• [BRIEF]: Sift the listing for lines that hold the string "Clone" and pull them out.

● ● ● ●

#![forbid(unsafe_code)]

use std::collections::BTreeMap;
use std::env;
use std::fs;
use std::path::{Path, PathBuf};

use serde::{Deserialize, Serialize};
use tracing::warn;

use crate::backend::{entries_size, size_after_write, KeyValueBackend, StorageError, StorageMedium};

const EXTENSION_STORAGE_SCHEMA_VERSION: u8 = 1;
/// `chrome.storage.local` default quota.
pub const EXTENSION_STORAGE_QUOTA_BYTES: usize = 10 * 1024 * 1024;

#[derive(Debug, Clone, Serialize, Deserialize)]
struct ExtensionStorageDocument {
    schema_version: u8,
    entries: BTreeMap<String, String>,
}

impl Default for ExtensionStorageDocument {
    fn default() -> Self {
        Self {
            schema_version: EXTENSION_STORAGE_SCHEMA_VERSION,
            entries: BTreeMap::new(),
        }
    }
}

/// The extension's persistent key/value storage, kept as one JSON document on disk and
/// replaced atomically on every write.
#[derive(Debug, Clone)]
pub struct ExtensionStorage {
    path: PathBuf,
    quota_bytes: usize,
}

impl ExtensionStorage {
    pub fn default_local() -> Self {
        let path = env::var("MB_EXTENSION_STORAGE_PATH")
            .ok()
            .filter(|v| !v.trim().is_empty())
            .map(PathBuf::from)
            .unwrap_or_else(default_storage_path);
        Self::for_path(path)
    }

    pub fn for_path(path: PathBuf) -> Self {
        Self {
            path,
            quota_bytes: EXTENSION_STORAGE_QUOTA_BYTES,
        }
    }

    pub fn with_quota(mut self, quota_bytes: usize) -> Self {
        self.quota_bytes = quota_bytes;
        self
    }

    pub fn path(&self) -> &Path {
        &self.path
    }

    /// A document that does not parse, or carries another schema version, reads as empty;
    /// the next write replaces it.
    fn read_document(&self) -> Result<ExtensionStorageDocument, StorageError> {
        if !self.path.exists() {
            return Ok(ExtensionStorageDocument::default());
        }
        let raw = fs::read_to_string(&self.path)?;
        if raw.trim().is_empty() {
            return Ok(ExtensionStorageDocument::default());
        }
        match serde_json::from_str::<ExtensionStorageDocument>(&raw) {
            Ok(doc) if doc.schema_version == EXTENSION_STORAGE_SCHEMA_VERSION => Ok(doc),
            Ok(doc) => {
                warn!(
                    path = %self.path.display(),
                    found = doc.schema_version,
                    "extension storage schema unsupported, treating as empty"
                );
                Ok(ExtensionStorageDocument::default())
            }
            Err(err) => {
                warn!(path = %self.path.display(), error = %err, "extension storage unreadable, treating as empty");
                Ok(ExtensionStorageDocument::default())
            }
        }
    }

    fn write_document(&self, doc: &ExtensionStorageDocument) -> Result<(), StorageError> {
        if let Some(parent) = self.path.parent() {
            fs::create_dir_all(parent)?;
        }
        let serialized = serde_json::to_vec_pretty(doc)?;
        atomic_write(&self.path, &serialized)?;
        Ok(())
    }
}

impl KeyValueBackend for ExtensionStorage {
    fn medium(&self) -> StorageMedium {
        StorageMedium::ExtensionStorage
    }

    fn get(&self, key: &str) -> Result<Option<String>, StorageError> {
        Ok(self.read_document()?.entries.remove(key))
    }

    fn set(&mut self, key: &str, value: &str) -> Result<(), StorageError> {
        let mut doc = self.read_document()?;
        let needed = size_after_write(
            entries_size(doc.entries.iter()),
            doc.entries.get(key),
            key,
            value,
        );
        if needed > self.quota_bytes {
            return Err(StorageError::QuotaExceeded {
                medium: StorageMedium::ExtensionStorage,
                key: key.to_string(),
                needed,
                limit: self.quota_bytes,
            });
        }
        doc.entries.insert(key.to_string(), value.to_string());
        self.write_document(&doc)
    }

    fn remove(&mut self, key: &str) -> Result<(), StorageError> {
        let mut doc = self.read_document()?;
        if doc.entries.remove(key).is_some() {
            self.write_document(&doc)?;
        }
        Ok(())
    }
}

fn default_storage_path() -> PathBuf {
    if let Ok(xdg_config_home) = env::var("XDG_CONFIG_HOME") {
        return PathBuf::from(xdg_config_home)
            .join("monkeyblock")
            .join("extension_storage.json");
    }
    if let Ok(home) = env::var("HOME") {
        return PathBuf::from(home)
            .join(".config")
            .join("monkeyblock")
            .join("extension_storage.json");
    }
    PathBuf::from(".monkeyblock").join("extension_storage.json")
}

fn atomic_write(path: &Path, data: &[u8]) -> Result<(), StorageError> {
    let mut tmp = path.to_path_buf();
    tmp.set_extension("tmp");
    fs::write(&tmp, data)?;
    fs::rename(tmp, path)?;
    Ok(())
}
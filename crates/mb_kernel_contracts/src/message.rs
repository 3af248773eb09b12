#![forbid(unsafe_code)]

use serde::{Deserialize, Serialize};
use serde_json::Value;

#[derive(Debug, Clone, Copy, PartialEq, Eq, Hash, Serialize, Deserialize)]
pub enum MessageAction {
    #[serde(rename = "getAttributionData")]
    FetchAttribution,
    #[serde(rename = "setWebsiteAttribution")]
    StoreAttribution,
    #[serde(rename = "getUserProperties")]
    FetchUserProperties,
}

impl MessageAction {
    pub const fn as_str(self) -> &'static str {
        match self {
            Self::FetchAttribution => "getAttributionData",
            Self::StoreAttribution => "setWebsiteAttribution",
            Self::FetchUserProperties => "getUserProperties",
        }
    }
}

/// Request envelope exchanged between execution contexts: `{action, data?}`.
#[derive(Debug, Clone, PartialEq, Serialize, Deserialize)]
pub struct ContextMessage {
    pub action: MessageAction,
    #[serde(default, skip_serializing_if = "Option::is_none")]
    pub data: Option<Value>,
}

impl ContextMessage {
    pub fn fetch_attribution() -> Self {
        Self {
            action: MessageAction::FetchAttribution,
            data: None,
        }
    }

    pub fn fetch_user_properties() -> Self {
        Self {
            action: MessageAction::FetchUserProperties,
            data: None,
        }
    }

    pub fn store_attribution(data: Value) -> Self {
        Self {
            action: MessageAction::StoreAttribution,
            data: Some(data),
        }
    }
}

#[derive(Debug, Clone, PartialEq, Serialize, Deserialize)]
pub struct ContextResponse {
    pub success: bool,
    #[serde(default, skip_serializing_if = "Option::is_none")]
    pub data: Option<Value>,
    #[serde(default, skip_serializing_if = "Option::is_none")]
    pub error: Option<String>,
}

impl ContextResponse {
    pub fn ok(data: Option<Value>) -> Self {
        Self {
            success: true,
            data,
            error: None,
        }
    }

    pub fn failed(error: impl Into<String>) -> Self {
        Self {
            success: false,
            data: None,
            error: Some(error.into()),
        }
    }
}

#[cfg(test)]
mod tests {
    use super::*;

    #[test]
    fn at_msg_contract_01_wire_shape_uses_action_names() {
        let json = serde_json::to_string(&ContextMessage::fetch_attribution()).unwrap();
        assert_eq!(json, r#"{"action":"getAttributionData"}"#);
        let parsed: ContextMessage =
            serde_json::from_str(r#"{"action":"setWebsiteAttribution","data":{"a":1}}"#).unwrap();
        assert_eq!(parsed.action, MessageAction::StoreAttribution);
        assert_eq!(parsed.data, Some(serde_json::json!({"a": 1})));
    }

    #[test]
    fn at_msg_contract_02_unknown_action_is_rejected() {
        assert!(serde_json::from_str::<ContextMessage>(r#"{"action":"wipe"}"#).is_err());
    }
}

● ● ● ●

• [SOLUTION TO THE PROBLEM]:
#[derive(Debug, Clone, Serialize, Deserialize)]
#[derive(Debug, Clone)]
#[derive(Debug, Clone, Copy, PartialEq, Eq, Hash, Serialize, Deserialize)]
#[derive(Debug, Clone, PartialEq, Serialize, Deserialize)]
#[derive(Debug, Clone, PartialEq, Serialize, Deserialize)]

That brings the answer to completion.